Carolyne Larrington and Peter Robinson (eds) 2007, ‘Anonymous Poems, Sólarljóð 61’ in Margaret Clunies Ross (ed.), Poetry on Christian Subjects. Skaldic Poetry of the Scandinavian Middle Ages 7. Turnhout: Brepols, pp. 339-40.
Menn sá ek þá, er mjök ala
öfund um annars hagi;
blóðgar rúnir váru á brjósti þeim
merkðar meinliga.
Ek sá menn þá, er mjök ala öfund um hagi annars; blóðgar rúnir váru merkðar meinliga á brjósti þeim.
I saw men then who greatly nourish envy of another’s affairs; bloody runes were painfully marked on their breasts [lit. breast].
Mss: 166bˣ(47v), papp15ˣ(6r), 738ˣ(82v), 167b 6ˣ(3r), 214ˣ(151v), 1441ˣ(586), 10575ˣ(8v), 2797ˣ(236)
Readings: [1] sá ek: so papp15ˣ, 738ˣ, 167b 6ˣ, 214ˣ, 1441ˣ, 10575ˣ, 2797ˣ, ek sá 166bˣ [2] ala: so papp15ˣ, 738ˣ, 167b 6ˣ, 214ˣ, 1441ˣ, 10575ˣ, 2797ˣ, ala corrected from ‘hafa ala’ 166bˣ [6] meinliga: meinlegu papp15ˣ
Editions: Skj AI, 637, Skj BI, 645, Skald I, 314; Bugge 1867, 366-7, Falk 1914, 38, Björn M. Ólsen 1915, 19, Fidjestøl 1979, 68, Njörður Njarðvík 1991, 91-2, Njörður Njarðvík 1993, 66, 138.
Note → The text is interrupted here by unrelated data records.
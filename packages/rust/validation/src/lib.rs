//! Validation of assembled knowledge bases.
//!
//! - [`SchemaValidator`]: structural, type, range, uniqueness and referential checks
//!   producing a 0–100 score.
//! - [`ValidationEngine`]: composes the schema validator with statistical
//!   integrity checks, an optional source cross-check and a completeness pass,
//!   and derives a [`QualityReport`].

pub mod completeness;
pub mod crosscheck;
pub mod engine;
pub mod integrity;
pub mod schema;
pub mod stats;

#[cfg(test)]
pub(crate) mod fixtures;

use serde::{Deserialize, Serialize};

pub use completeness::CompletenessReport;
pub use engine::{
    ComprehensiveReport, EngineConfig, PassFailure, QualityReport, ValidationEngine,
    ValidationPass,
};
pub use schema::{SchemaOptions, SchemaReport, SchemaValidator};

/// How serious a validation finding is.
#[derive(Debug, Clone, Copy, PartialEq, Eq, PartialOrd, Ord, Hash, Serialize, Deserialize)]
#[serde(rename_all = "lowercase")]
pub enum Severity {
    Low,
    Medium,
    High,
    Critical,
}

/// A single validation finding.
#[derive(Debug, Clone, PartialEq, Serialize, Deserialize)]
#[serde(rename_all = "camelCase")]
pub struct ValidationIssue {
    pub severity: Severity,
    /// JSON-style path of the offending value, e.g. `occupations[3].riskScore`.
    pub field: String,
    pub message: String,
}

impl ValidationIssue {
    pub fn new(severity: Severity, field: impl Into<String>, message: impl Into<String>) -> Self {
        Self {
            severity,
            field: field.into(),
            message: message.into(),
        }
    }
}

impl std::fmt::Display for ValidationIssue {
    fn fmt(&self, f: &mut std::fmt::Formatter<'_>) -> std::fmt::Result {
        write!(f, "[{:?}] {}: {}", self.severity, self.field, self.message)
    }
}

/// A finding that lowers the score but is never an error.
#[derive(Debug, Clone, PartialEq, Serialize, Deserialize)]
#[serde(rename_all = "camelCase")]
pub struct Warning {
    pub field: String,
    pub message: String,
}

/// Count issues of a given severity.
pub fn count_severity(issues: &[ValidationIssue], severity: Severity) -> usize {
    issues.iter().filter(|i| i.severity == severity).count()
}
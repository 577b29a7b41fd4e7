//! Occupation name standardization.
//!
//! Passes run in order: collapse whitespace, strip disallowed punctuation,
//! trim dangling separators, then resolve known aliases.

use std::sync::LazyLock;

use regex::Regex;

/// Known spellings that map onto a canonical occupation name.
///
/// Keys are compared case-insensitively after the other passes have run.
const ALIASES: &[(&str, &str)] = &[
    ("software developers, applications", "Software Developers"),
    ("software developers, systems software", "Software Developers"),
    ("software developers and programmers", "Software Developers"),
    ("customer service reps", "Customer Service Representatives"),
    ("registered nurse", "Registered Nurses"),
    ("rns", "Registered Nurses"),
    ("interpreters & translators", "Interpreters and Translators"),
    (
        "web developers and digital interface designers",
        "Web and Digital Interface Designers",
    ),
    ("data scientist", "Data Scientists"),
    ("computer and mathematical occupations", "Computer and Mathematical"),
    ("sales and related occupations", "Sales and Related"),
    (
        "office and administrative support occupations",
        "Office and Administrative Support",
    ),
];

/// Run the full standardization pipeline on one raw name.
pub fn standardize(raw: &str) -> String {
    let mut name = collapse_whitespace(raw);
    name = strip_disallowed(&name);
    name = trim_separators(&name);
    resolve_alias(&name).map_or(name, str::to_string)
}

/// Trim and collapse internal whitespace runs to a single space.
pub fn collapse_whitespace(raw: &str) -> String {
    static WS_RE: LazyLock<Regex> = LazyLock::new(|| Regex::new(r"\s+").expect("valid regex"));
    WS_RE.replace_all(raw.trim(), " ").into_owned()
}

/// Apply the whitespace and punctuation passes to free text, so it can be
/// searched for standardized names.
pub fn clean_text(raw: &str) -> String {
    strip_disallowed(&collapse_whitespace(raw))
}

/// Lowercased spellings that [`standardize`] maps onto `canonical`.
pub fn aliases_of(canonical: &str) -> impl Iterator<Item = &'static str> {
    let canonical = canonical.to_lowercase();
    ALIASES
        .iter()
        .filter(move |(_, target)| target.to_lowercase() == canonical)
        .map(|(alias, _)| *alias)
}

/// Remove characters that never belong in an occupation name
/// (footnote markers, asterisks, bullets, quotes).
fn strip_disallowed(name: &str) -> String {
    static DISALLOWED_RE: LazyLock<Regex> =
        LazyLock::new(|| Regex::new(r"[^\p{L}\p{N} ,&/()'\-.]").expect("valid regex"));
    collapse_whitespace(&DISALLOWED_RE.replace_all(name, ""))
}

fn trim_separators(name: &str) -> String {
    name.trim_matches(|c: char| matches!(c, ',' | '.' | '-' | '/' | ' '))
        .to_string()
}

fn resolve_alias(name: &str) -> Option<&'static str> {
    let lower = name.to_lowercase();
    ALIASES
        .iter()
        .find(|(alias, _)| *alias == lower)
        .map(|(_, canonical)| *canonical)
}
#[cfg(test)]
mod tests {
    use super::*;
    use crate::fixtures::sample_kb;

    fn validate(kb: &KnowledgeBase) -> SchemaReport {
        SchemaValidator::default().validate(kb)
    }

    #[test]
    fn clean_kb_scores_full_marks() {
        let report = validate(&sample_kb());
        assert!(report.is_valid);
        assert!(report.errors.is_empty(), "{:?}", report.errors);
        assert!(report.warnings.is_empty(), "{:?}", report.warnings);
        assert_eq!(report.score, 100.0);
    }

    #[test]
    fn validation_is_idempotent() {
        let kb = sample_kb();
        let validator = SchemaValidator::default();
        assert_eq!(validator.validate(&kb), validator.validate(&kb));
    }

    #[test]
    fn out_of_range_occupation_yields_one_high_error() {
        let mut kb = sample_kb();
        kb.occupations[2].risk_score = 1.3;
        kb.occupations[2].confidence = -0.1;

        let report = validate(&kb);
        assert_eq!(report.count(Severity::High), 1);
        assert_eq!(report.errors[0].field, "occupations[2]");
        assert!(report.is_valid);
        assert_eq!(report.score, 90.0);
    }

    #[test]
    fn ragged_row_yields_one_high_error_naming_table_and_row() {
        let mut kb = sample_kb();
        kb.tables[1].rows[1].pop();

        let report = validate(&kb);
        assert_eq!(report.errors.len(), 1);
        assert_eq!(report.errors[0].severity, Severity::High);
        assert!(report.errors[0].message.contains("table_2 row 1"));
    }

    #[test]
    fn empty_collections_are_critical() {
        let mut kb = sample_kb();
        kb.occupations.clear();
        kb.tables.clear();

        let report = validate(&kb);
        assert!(!report.is_valid);
        assert_eq!(report.count(Severity::Critical), 2);
    }

    #[test]
    fn missing_required_fields_use_table_severity() {
        let mut kb = sample_kb();
        kb.metadata.title = "  ".into();
        kb.occupations[0].key_tasks.clear();
        kb.tables[0].source.clear();

        let report = validate(&kb);
        let fields: Vec<_> = report.errors.iter().map(|e| (e.field.as_str(), e.severity)).collect();
        assert!(fields.contains(&("metadata.title", Severity::Critical)));
        assert!(fields.contains(&("occupations[0].keyTasks", Severity::Medium)));
        assert!(fields.contains(&("tables[0].source", Severity::Medium)));
        assert!(!report.is_valid);
    }

    #[test]
    fn format_checks() {
        let mut kb = sample_kb();
        kb.occupations[0].code = "151252".into();
        kb.metadata.arxiv_id = Some("arXiv:25.1".into());
        kb.metadata.source_url = "not a url".into();
        kb.metadata.publication_date = Some("July 2025".into());

        let report = validate(&kb);
        assert_eq!(report.count(Severity::High), 1);
        assert_eq!(report.count(Severity::Medium), 3);

        let relaxed = SchemaValidator::new(SchemaOptions {
            check_data_types: false,
            ..SchemaOptions::default()
        });
        assert!(relaxed.validate(&kb).errors.is_empty());
    }

    #[test]
    fn accepts_arxiv_and_date_variants() {
        assert!(ARXIV_RE.is_match("arXiv:2507.07935"));
        assert!(ARXIV_RE.is_match("1234567"));
        assert!(is_valid_date("2025-07-10T00:00:00Z"));
        assert!(!is_valid_date("2025-13-01"));
    }

    #[test]
    fn duplicate_codes_are_errors_and_duplicate_names_warnings() {
        let mut kb = sample_kb();
        kb.occupations[1].code = kb.occupations[0].code.clone();
        kb.occupations[3].name = kb.occupations[2].name.to_uppercase();

        let report = validate(&kb);
        assert_eq!(report.count(Severity::High), 1);
        assert!(report.errors[0].message.contains("15-1252 appears 2 times"));
        assert_eq!(report.warnings.len(), 1);
        assert_eq!(report.score, 88.0);
    }

    #[test]
    fn unresolved_references_and_duplicate_table_ids() {
        let mut kb = sample_kb();
        kb.occupations[0].table_references.insert("table_9".into());
        kb.occupations[1].table_references.insert("table_8".into());
        kb.tables[2].id = "table_1".into();

        let report = validate(&kb);
        // table_3 disappears, but nothing referenced it.
        assert_eq!(report.count(Severity::High), 3);

        let lenient = SchemaValidator::new(SchemaOptions {
            validate_references: false,
            ..SchemaOptions::default()
        });
        assert_eq!(lenient.validate(&kb).count(Severity::High), 1);
    }

    #[test]
    fn soft_thresholds_are_warnings_unless_strict() {
        let mut kb = sample_kb();
        kb.occupations.truncate(4);
        kb.tables.truncate(1);
        kb.methodology.data_sources.clear();
        kb.visualizations.clear();

        let report = validate(&kb);
        assert!(report.errors.is_empty(), "{:?}", report.errors);
        assert_eq!(report.warnings.len(), 4);
        assert_eq!(report.score, 92.0);

        let strict = SchemaValidator::new(SchemaOptions {
            strict_mode: true,
            ..SchemaOptions::default()
        });
        let report = strict.validate(&kb);
        assert!(report.warnings.is_empty());
        assert_eq!(report.count(Severity::Medium), 4);
        assert_eq!(report.score, 80.0);
    }

    #[test]
    fn score_floors_at_zero() {
        let errors: Vec<_> = (0..6)
            .map(|_| ValidationIssue::new(Severity::Critical, "x", "y"))
            .collect();
        assert_eq!(schema_score(&errors, 3), 0.0);
    }
}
Notes: [All]: Each st. of sts 61-7 begins with the same formula Menn sá ek þá ‘I saw men then’, describing various torments of the damned; cf. the same stylistic technique used in the sól ek sá sts 39-45. — [1] sá ek ‘I saw’: 166bˣ here and in the following st. transposes sá and ek. Assuming that the poet intended the same formula throughout this sequence, the majority ms. reading has been adopted. — [3] um hagi annars ‘of, concerning another’s affairs’: If hagi is regarded as dat. sg., the phrase is grammatically aberrant, for um in the sense ‘of, concerning’ takes the acc., not the dat. Some eds (e.g. Skj B, Skald) emend to af, presumably assuming an earlier scribal confusion between original af and the prep. of, which is replaced by um in later mss. Here, however, hagi is judged to be acc. pl., so um has been retained. — [4-6]: Falk compares Rev. XIII.16 for the mark of the beast and VII.2-3 for the sealing of the blessed.